Fiji reported only 18 cases of Covid-19, none of which resulted in deaths and all of which are reported to have recovered. Fiji's last reported Covid-19 case was on April 20. In the case of Samoa, Cook Island, Tonga and Niue, no Covid-19 cases have been reported at all.
Sen said while New Zealand, Fiji, Samoa, Cook Islands, Tonga and Niue were all at the same level of Covid-19 prevention or elimination, Australia continued to report new cases almost daily, with the added complexity of the different states having varying quarantine and social distancing requirements.
The council, established more than 30 years ago in 1987 to maintain links between businesses in New Zealand and Fiji, has received strong feedback from its members concerning the difficulties they were experiencing from the inability to travel between the two countries.
Some examples raised with the council included Fiji-based employees stranded in New Zealand, inability to redeploy New Zealand personnel to Fiji, inability to travel to Fiji to prepare and complete tenders for construction projects, and the inability to deploy skilled personnel to Fiji to assist with the installation, commissioning and maintenance of critical machinery and equipment.
Tourism, agriculture and manufacturing are significant contributors to Fiji's GDP along with developing sectors such as food and beverage sector and the BPO/outsourcing sector.
Fiji received nearly 900,000 tourists to their shores in 2019, with over 200,000 of these from New Zealand, contributing over $500 million of the overall $2 billion the country earned from tourism.
While goods continue to flow between the two countries services contracts remain affected, large New Zealand construction companies are unable to complete specialist work in Fiji that can't be undertaken by local contractors.
Fijian companies also rely on New Zealand expats in key positions such as training local staff and while many returned home during Covid-19, most are eager to return and assist in recovering Fiji's economy.
Attorney-General Sayed-Khaiyum has told Australian media that Fiji's success should 'burst' the two-country bubble.
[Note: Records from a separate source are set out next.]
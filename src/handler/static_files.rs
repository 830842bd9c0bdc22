//! Static file responses
//!
//! Turns a [`Resolution`] into a response. Everything was loaded into memory
//! at startup, so no filesystem access happens here.

use crate::http::{self, HttpResponse};
use crate::routing::Resolution;

/// Respond with the resolved asset, or 404 when the chain found nothing
pub fn respond(resolution: &Resolution<'_>) -> HttpResponse {
    match (resolution.status(), resolution.asset, resolution.cache_control) {
        (Some(200), Some(asset), Some(cache_control)) => {
            http::build_asset_response(asset, cache_control, resolution.head_only)
        }
        _ => http::build_404_response(resolution.head_only),
    }
}

#[cfg(test)]
mod tests {
    use super::*;
    use crate::assets::CachedAsset;
    use crate::http::cache::CacheControl;
    use crate::routing::MatchKind;
    use hyper::body::Bytes;

    fn resolution(kind: MatchKind, asset: Option<&CachedAsset>) -> Resolution<'_> {
        Resolution {
            kind,
            path: "/app.js".to_string(),
            asset,
            cache_control: asset.map(|_| CacheControl::Immutable),
            is_html: false,
            head_only: false,
        }
    }

    #[test]
    fn test_hit_serves_asset() {
        let asset = CachedAsset {
            bytes: Bytes::from_static(b"console.log(1)"),
            content_type: "text/javascript; charset=utf-8",
        };
        let resp = respond(&resolution(MatchKind::StaticExact, Some(&asset)));
        assert_eq!(resp.status(), 200);
        assert_eq!(resp.headers()["content-length"], "14");
    }

    #[test]
    fn test_not_found_and_passthrough_are_404() {
        let resp = respond(&resolution(MatchKind::NotFound, None));
        assert_eq!(resp.status(), 404);

        let resp = respond(&resolution(MatchKind::ApiPassthrough, None));
        assert_eq!(resp.status(), 404);
    }
}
Sayed-Khaiyum said with no new cases in nearly two months, Fiji deserved better than second-class consideration in a regional travel arrangement, including New Zealand.
The Covid-19 pandemic had left the country's tourism industry paralysed, he said.
Khaiyum said in the interest of the thousands of Fijians who were now unemployed, 'we are actively exploring all potential options, and are open to creative ideas – including a state-led resumption of travel between Australia and Fiji'.
'Even if a fraction of the 10 million Australians who travel overseas each year came to Fiji in 2020, the local economy could be quickly revived,' Sayed-Khaiyum said.